Start of Records supplied
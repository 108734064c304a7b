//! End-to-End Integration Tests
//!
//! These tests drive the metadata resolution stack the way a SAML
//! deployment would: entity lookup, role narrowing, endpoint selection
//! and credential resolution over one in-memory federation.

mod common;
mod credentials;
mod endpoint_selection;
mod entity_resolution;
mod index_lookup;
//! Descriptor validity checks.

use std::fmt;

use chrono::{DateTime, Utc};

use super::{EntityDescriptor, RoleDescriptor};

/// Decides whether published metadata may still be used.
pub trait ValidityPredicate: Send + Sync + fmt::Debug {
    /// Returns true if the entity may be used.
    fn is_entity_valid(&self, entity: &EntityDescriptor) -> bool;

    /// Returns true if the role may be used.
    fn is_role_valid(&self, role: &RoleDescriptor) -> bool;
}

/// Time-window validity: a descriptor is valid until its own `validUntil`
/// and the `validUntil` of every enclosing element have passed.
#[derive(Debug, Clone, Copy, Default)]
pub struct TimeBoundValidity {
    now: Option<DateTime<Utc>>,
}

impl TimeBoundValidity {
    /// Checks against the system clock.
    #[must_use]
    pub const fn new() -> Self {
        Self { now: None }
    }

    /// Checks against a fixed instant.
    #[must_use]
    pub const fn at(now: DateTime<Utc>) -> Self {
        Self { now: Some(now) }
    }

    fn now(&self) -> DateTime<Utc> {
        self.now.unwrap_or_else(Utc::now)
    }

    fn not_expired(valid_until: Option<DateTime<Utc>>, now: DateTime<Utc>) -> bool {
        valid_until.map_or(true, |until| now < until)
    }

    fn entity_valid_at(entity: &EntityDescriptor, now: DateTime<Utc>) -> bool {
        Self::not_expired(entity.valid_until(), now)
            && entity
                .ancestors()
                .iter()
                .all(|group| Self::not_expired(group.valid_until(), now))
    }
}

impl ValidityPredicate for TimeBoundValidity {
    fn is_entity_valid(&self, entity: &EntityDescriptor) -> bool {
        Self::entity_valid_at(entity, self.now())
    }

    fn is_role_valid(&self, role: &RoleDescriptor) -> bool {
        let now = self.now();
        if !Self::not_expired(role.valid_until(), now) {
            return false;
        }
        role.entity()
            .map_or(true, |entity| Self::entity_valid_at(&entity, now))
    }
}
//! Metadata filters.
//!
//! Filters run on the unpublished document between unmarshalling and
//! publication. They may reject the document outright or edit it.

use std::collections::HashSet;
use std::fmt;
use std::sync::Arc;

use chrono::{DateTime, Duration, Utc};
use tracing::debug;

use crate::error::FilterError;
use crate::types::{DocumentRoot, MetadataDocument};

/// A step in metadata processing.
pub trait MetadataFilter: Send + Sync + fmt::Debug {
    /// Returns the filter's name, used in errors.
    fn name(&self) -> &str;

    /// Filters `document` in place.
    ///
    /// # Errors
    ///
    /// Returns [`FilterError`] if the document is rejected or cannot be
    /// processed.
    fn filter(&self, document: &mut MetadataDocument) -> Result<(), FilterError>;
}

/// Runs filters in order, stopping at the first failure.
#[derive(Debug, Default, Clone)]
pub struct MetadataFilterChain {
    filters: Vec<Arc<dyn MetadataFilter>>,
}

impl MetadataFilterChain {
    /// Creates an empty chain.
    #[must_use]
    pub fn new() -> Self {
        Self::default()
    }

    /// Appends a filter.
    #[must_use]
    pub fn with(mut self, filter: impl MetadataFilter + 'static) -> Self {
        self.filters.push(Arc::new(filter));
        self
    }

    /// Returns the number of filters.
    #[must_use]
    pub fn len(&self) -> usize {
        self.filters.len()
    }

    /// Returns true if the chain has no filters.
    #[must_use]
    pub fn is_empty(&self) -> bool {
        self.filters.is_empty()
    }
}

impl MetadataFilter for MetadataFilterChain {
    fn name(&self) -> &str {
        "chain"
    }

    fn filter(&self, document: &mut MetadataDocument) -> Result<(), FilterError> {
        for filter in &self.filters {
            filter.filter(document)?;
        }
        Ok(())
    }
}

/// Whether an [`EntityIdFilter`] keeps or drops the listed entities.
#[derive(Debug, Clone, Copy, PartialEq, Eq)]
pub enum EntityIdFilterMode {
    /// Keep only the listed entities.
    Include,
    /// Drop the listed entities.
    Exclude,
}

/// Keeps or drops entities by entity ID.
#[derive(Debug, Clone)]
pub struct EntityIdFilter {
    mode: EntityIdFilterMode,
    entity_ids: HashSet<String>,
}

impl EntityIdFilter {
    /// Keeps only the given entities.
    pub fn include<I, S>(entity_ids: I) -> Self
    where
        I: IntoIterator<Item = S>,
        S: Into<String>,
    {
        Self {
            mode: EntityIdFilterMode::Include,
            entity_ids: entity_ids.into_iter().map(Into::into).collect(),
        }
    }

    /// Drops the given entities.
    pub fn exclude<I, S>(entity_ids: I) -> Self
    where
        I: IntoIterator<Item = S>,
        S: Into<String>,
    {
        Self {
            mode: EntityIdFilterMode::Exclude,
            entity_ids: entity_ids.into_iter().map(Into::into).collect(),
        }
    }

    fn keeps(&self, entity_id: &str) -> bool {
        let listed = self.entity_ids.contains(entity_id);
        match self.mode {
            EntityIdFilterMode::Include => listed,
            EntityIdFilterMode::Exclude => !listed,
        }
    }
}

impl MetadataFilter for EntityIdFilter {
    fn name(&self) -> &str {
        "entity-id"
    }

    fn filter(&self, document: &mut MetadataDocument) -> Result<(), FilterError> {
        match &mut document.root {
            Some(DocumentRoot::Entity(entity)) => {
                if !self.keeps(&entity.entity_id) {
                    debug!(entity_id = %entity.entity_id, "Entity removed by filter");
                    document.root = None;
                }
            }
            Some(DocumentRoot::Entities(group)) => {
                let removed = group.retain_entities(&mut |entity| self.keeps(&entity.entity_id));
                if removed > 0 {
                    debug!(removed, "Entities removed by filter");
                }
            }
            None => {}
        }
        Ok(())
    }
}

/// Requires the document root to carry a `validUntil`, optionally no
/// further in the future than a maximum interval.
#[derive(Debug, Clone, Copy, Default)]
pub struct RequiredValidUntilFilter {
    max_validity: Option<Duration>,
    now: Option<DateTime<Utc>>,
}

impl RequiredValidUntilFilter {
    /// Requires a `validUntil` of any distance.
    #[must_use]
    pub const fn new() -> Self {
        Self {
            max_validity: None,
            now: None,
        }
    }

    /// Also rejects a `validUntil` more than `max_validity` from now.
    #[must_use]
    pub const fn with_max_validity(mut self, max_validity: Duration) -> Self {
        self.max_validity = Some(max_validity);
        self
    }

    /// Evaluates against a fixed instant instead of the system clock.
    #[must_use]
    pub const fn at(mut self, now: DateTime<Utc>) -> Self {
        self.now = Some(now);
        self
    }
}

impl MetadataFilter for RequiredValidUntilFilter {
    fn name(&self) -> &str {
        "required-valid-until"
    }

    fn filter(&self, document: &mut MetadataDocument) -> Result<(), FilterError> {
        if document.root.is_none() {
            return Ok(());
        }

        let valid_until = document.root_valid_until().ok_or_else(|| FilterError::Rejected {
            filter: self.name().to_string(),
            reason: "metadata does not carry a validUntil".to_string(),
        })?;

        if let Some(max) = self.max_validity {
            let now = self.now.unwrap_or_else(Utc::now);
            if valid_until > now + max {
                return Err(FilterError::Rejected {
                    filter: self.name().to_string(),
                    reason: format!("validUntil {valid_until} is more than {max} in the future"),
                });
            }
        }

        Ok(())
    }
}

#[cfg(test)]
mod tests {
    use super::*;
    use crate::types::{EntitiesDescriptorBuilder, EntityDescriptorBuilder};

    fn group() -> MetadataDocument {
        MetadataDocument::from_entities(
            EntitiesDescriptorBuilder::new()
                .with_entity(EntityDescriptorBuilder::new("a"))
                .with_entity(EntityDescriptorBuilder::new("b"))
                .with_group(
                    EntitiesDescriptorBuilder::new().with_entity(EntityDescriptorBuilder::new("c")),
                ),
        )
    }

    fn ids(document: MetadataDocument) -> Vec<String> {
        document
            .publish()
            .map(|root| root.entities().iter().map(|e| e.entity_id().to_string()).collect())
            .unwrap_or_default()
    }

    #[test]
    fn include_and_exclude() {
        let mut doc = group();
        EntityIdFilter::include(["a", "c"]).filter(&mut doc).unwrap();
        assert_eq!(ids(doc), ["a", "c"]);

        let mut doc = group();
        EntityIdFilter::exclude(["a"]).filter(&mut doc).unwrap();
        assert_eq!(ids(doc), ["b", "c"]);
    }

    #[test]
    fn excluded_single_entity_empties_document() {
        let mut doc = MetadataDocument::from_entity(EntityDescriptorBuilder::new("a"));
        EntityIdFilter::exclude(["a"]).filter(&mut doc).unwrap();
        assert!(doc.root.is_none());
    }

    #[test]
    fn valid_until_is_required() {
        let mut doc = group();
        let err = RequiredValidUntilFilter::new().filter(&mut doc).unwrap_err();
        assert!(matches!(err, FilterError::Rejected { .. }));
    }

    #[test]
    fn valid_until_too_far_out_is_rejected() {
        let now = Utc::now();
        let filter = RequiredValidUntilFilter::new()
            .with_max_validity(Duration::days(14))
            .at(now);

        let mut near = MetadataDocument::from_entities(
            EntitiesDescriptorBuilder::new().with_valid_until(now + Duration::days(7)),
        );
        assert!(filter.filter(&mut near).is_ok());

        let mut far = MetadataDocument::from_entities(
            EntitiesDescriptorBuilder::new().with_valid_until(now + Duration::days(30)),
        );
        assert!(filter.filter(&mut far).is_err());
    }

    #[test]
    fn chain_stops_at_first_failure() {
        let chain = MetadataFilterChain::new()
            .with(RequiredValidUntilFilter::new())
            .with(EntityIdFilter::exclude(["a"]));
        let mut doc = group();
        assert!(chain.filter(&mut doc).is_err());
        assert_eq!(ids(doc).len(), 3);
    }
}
End of Records supplied
▸ Your assignment: Make a list of all lines in the data that contain "TimeBoundValidity".

▸ Task output:
pub struct TimeBoundValidity {
impl TimeBoundValidity {
impl ValidityPredicate for TimeBoundValidity {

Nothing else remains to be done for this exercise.